● **Task item**:
The task requires restating, word for word, the lines of the entries below from the one containing "let mut obs = observer().with_origin(2, 1);" through the final one, both included.

Stored items from a collection

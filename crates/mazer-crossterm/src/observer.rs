//! [`TermObserver`]: draws engine steps straight onto the terminal.

use std::io::{self, Write};
use std::time::{Duration, Instant};

use crossterm::{
    cursor,
    event::{self, Event, KeyCode, KeyEventKind},
    queue,
    style::{Color, Print, ResetColor, SetBackgroundColor, SetForegroundColor},
    terminal::{self, ClearType},
};

use mazer_core::{Borders, Context, Grid, Pos, StepObserver, VisualTag};

use crate::text::{CELL_HEIGHT, CELL_WIDTH, interior, maze_size};

/// Background colour used for a cell state.
pub fn tag_color(tag: VisualTag) -> Color {
    match tag {
        VisualTag::Default => Color::Reset,
        VisualTag::FrontierActive => Color::Red,
        VisualTag::FrontierCandidate => Color::Green,
        VisualTag::Visited => Color::Blue,
        VisualTag::PathMarked => Color::Yellow,
        VisualTag::OccupiedByAvatar => Color::White,
    }
}

/// A step observer that paints onto a crossterm-compatible writer.
///
/// Pacing waits on the keyboard: `q` or `Esc` during a pause cancels the
/// current run through the observer's [`Context`].
///
/// Observer callbacks cannot fail, so the first write error is kept and can
/// be collected with [`take_error`](Self::take_error).
pub struct TermObserver<W: Write> {
    out: W,
    ctx: Context,
    origin: (u16, u16),
    error: Option<io::Error>,
}

impl<W: Write> TermObserver<W> {
    pub fn new(out: W, ctx: Context) -> Self {
        Self {
            out,
            ctx,
            origin: (0, 0),
            error: None,
        }
    }

    /// Draw the maze with its top-left corner at screen `(x, y)`.
    pub fn with_origin(mut self, x: u16, y: u16) -> Self {
        self.origin = (x, y);
        self
    }

    /// Screen position of the first interior character of `pos`.
    fn screen(&self, pos: Pos) -> io::Result<(u16, u16)> {
        let (x, y) = interior(pos).ok_or_else(|| off_screen(format!("cell {pos}")))?;
        match (self.origin.0.checked_add(x), self.origin.1.checked_add(y)) {
            (Some(x), Some(y)) => Ok((x, y)),
            _ => Err(off_screen(format!("cell {pos}"))),
        }
    }

    /// Clear the screen and draw every cell of `grid`.
    ///
    /// Fails with [`io::ErrorKind::InvalidInput`] if the maze does not fit in
    /// screen coordinates at this origin.
    pub fn draw_grid(&mut self, grid: &Grid) -> io::Result<()> {
        let (w, h) = maze_size(grid.rows(), grid.columns())
            .filter(|&(w, h)| {
                self.origin.0.checked_add(w - 1).is_some()
                    && self.origin.1.checked_add(h - 1).is_some()
            })
            .ok_or_else(|| off_screen(format!("maze of {}x{}", grid.rows(), grid.columns())))?;
        queue!(self.out, terminal::Clear(ClearType::All))?;
        for dy in (0..h).step_by(CELL_HEIGHT as usize) {
            for dx in (0..w).step_by(CELL_WIDTH as usize) {
                let (x, y) = (self.origin.0 + dx, self.origin.1 + dy);
                queue!(self.out, cursor::MoveTo(x, y), Print('+'))?;
            }
        }
        for c in grid.iter() {
            self.draw_borders(c.pos(), c.borders())?;
            self.draw_cell(c.pos(), VisualTag::Default)?;
        }
        self.out.flush()
    }

    /// Write `text` on screen line `y` below the maze, replacing what was
    /// there.
    pub fn status_line(&mut self, y: u16, text: &str) -> io::Result<()> {
        queue!(
            self.out,
            cursor::MoveTo(self.origin.0, y),
            terminal::Clear(ClearType::CurrentLine),
            Print(text)
        )
    }

    pub fn flush(&mut self) -> io::Result<()> {
        self.out.flush()
    }

    /// Return the first error hit inside an observer callback, if any.
    pub fn take_error(&mut self) -> Option<io::Error> {
        self.error.take()
    }

    /// The underlying writer.
    pub fn get_ref(&self) -> &W {
        &self.out
    }

    fn draw_cell(&mut self, pos: Pos, tag: VisualTag) -> io::Result<()> {
        let (x, y) = self.screen(pos)?;
        let body = if tag == VisualTag::OccupiedByAvatar {
            " @ "
        } else {
            "   "
        };
        queue!(
            self.out,
            cursor::MoveTo(x, y),
            SetBackgroundColor(tag_color(tag)),
            SetForegroundColor(Color::Black),
            Print(body),
            ResetColor
        )
    }

    fn draw_borders(&mut self, pos: Pos, b: Borders) -> io::Result<()> {
        let (x, y) = self.screen(pos)?;
        let (Some(right), Some(below)) = (x.checked_add(CELL_WIDTH - 1), y.checked_add(1)) else {
            return Err(off_screen(format!("cell {pos}")));
        };
        let horizontal = |wall: bool| if wall { "---" } else { "   " };
        let vertical = |wall: bool| if wall { '|' } else { ' ' };
        queue!(
            self.out,
            cursor::MoveTo(x, y - 1),
            Print(horizontal(b.up)),
            cursor::MoveTo(x, below),
            Print(horizontal(b.down)),
            cursor::MoveTo(x - 1, y),
            Print(vertical(b.left)),
            cursor::MoveTo(right, y),
            Print(vertical(b.right))
        )
    }

    /// Wait up to `millis`, cancelling the run if `q` or `Esc` is pressed.
    fn wait(&mut self, millis: u64) -> io::Result<()> {
        self.out.flush()?;
        let deadline = Instant::now() + Duration::from_millis(millis);
        loop {
            let left = deadline.saturating_duration_since(Instant::now());
            if !event::poll(left)? {
                return Ok(());
            }
            if let Event::Key(key) = event::read()? {
                if key.kind == KeyEventKind::Press
                    && matches!(key.code, KeyCode::Char('q') | KeyCode::Esc)
                {
                    log::debug!("run cancelled from the keyboard");
                    self.ctx.cancel();
                    return Ok(());
                }
            }
            if left.is_zero() {
                return Ok(());
            }
        }
    }

    fn keep(&mut self, res: io::Result<()>) {
        if let Err(e) = res {
            log::warn!("terminal write failed: {e}");
            if self.error.is_none() {
                self.error = Some(e);
            }
        }
    }
}

fn off_screen(what: String) -> io::Error {
    io::Error::new(
        io::ErrorKind::InvalidInput,
        format!("{what} does not fit on screen"),
    )
}

impl<W: Write> StepObserver for TermObserver<W> {
    fn on_cell_state_changed(&mut self, pos: Pos, tag: VisualTag) {
        let res = self.draw_cell(pos, tag);
        self.keep(res);
    }

    fn on_border_state_changed(&mut self, pos: Pos, borders: Borders) {
        let res = self.draw_borders(pos, borders);
        self.keep(res);
    }

    fn on_step_delay(&mut self, millis: u64) {
        let res = self.wait(millis);
        self.keep(res);
    }
}

#[cfg(test)]
mod tests {
    use super::*;

    fn observer() -> TermObserver<Vec<u8>> {
        TermObserver::new(Vec::new(), Context::new())
    }

    fn written(obs: &TermObserver<Vec<u8>>) -> String {
        String::from_utf8_lossy(obs.get_ref()).into_owned()
    }

    #[test]
    fn colours() {
        assert_eq!(tag_color(VisualTag::Default), Color::Reset);
        assert_eq!(tag_color(VisualTag::FrontierActive), Color::Red);
        assert_eq!(tag_color(VisualTag::FrontierCandidate), Color::Green);
        assert_eq!(tag_color(VisualTag::Visited), Color::Blue);
    }

    #[test]
    fn avatar_is_drawn() {
        let mut obs = observer();
        obs.on_cell_state_changed(Pos::new(1, 1), VisualTag::OccupiedByAvatar);
        assert!(written(&obs).contains(" @ "));
        assert!(obs.take_error().is_none());
    }

    #[test]
    fn borders_are_drawn() {
        let mut obs = observer().with_origin(2, 1);
        let mut b = Borders::WALLED;
        b.right = false;
        obs.on_border_state_changed(Pos::ZERO, b);
        let out = written(&obs);
        assert_eq!(out.matches("---").count(), 2);
        assert_eq!(out.matches('|').count(), 1);
    }

    #[test]
    fn full_frame() {
        let grid = Grid::new(2, 3).unwrap();
        let mut obs = observer();
        obs.draw_grid(&grid).unwrap();
        let out = written(&obs);
        assert_eq!(out.matches('+').count(), 3 * 4);
        assert_eq!(out.matches("---").count(), 2 * 2 * 3);
    }

    #[test]
    fn oversized_grid_is_refused() {
        let grid = Grid::new(1, 16384).unwrap();
        let mut obs = observer();
        let err = obs.draw_grid(&grid).unwrap_err();
        assert_eq!(err.kind(), io::ErrorKind::InvalidInput);
        assert!(obs.get_ref().is_empty());

        let grid = Grid::new(2, 3).unwrap();
        let mut obs = observer().with_origin(u16::MAX - 12, 0);
        assert!(obs.draw_grid(&grid).is_ok());
        let mut obs = observer().with_origin(u16::MAX - 11, 0);
        assert!(obs.draw_grid(&grid).is_err());
    }

    #[test]
    fn off_screen_cell_keeps_error() {
        let mut obs = observer();
        obs.on_cell_state_changed(Pos::new(0, 16384), VisualTag::Visited);
        let err = obs.take_error().unwrap();
        assert_eq!(err.kind(), io::ErrorKind::InvalidInput);

        let mut obs = observer().with_origin(0, u16::MAX - 1);
        obs.on_border_state_changed(Pos::ZERO, Borders::WALLED);
        assert!(obs.take_error().is_some());
        assert!(obs.get_ref().is_empty());
    }
}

● **Result for this task**:
        let mut obs = observer().with_origin(2, 1);
        let mut b = Borders::WALLED;
        b.right = false;
        obs.on_border_state_changed(Pos::ZERO, b);
        let out = written(&obs);
        assert_eq!(out.matches("---").count(), 2);
        assert_eq!(out.matches('|').count(), 1);
    }

    #[test]
    fn full_frame() {
        let grid = Grid::new(2, 3).unwrap();
        let mut obs = observer();
        obs.draw_grid(&grid).unwrap();
        let out = written(&obs);
        assert_eq!(out.matches('+').count(), 3 * 4);
        assert_eq!(out.matches("---").count(), 2 * 2 * 3);
    }

    #[test]
    fn oversized_grid_is_refused() {
        let grid = Grid::new(1, 16384).unwrap();
        let mut obs = observer();
        let err = obs.draw_grid(&grid).unwrap_err();
        assert_eq!(err.kind(), io::ErrorKind::InvalidInput);
        assert!(obs.get_ref().is_empty());

        let grid = Grid::new(2, 3).unwrap();
        let mut obs = observer().with_origin(u16::MAX - 12, 0);
        assert!(obs.draw_grid(&grid).is_ok());
        let mut obs = observer().with_origin(u16::MAX - 11, 0);
        assert!(obs.draw_grid(&grid).is_err());
    }

    #[test]
    fn off_screen_cell_keeps_error() {
        let mut obs = observer();
        obs.on_cell_state_changed(Pos::new(0, 16384), VisualTag::Visited);
        let err = obs.take_error().unwrap();
        assert_eq!(err.kind(), io::ErrorKind::InvalidInput);

        let mut obs = observer().with_origin(0, u16::MAX - 1);
        obs.on_border_state_changed(Pos::ZERO, Borders::WALLED);
        assert!(obs.take_error().is_some());
        assert!(obs.get_ref().is_empty());
    }
}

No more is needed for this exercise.